**WHAT YOU WILL DO**. Set down each entry exactly as it stands, without altering a single character.

**PROVIDED INFORMATION**.

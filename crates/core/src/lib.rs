//! Shared domain types for the FitTogether backend.

pub mod error;
pub mod types;
//! Route definitions for the `/badges` resource.

use axum::routing::{get, post};
use axum::Router;

use crate::handlers::badge;
use crate::state::AppState;

/// Routes mounted at `/badges`.
///
/// ```text
/// GET    /                           -> list
/// POST   /                           -> create
/// GET    /{id}                       -> get_by_id
/// DELETE /{id}                       -> delete
/// GET    /user/{user_id}             -> list_for_user
/// POST   /user/{user_id}/{badge_id}  -> award
/// DELETE /user/{user_id}/{badge_id}  -> revoke
/// ```
pub fn router() -> Router<AppState> {
    Router::new()
        .route("/", get(badge::list).post(badge::create))
        .route("/{id}", get(badge::get_by_id).delete(badge::delete))
        .route("/user/{user_id}", get(badge::list_for_user))
        .route(
            "/user/{user_id}/{badge_id}",
            post(badge::award).delete(badge::revoke),
        )
}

**SOLUTION**.
filename crates/core/src/lib.rs
//! Shared domain types for the FitTogether backend.

pub mod error;
pub mod types;
//! Route definitions for the `/badges` resource.

use axum::routing::{get, post};
use axum::Router;

use crate::handlers::badge;
use crate::state::AppState;

/// Routes mounted at `/badges`.
///
/// ```text
/// GET    /                           -> list
/// POST   /                           -> create
/// GET    /{id}                       -> get_by_id
/// DELETE /{id}                       -> delete
/// GET    /user/{user_id}             -> list_for_user
/// POST   /user/{user_id}/{badge_id}  -> award
/// DELETE /user/{user_id}/{badge_id}  -> revoke
/// ```
pub fn router() -> Router<AppState> {
    Router::new()
        .route("/", get(badge::list).post(badge::create))
        .route("/{id}", get(badge::get_by_id).delete(badge::delete))
        .route("/user/{user_id}", get(badge::list_for_user))
        .route(
            "/user/{user_id}/{badge_id}",
            post(badge::award).delete(badge::revoke),
        )
}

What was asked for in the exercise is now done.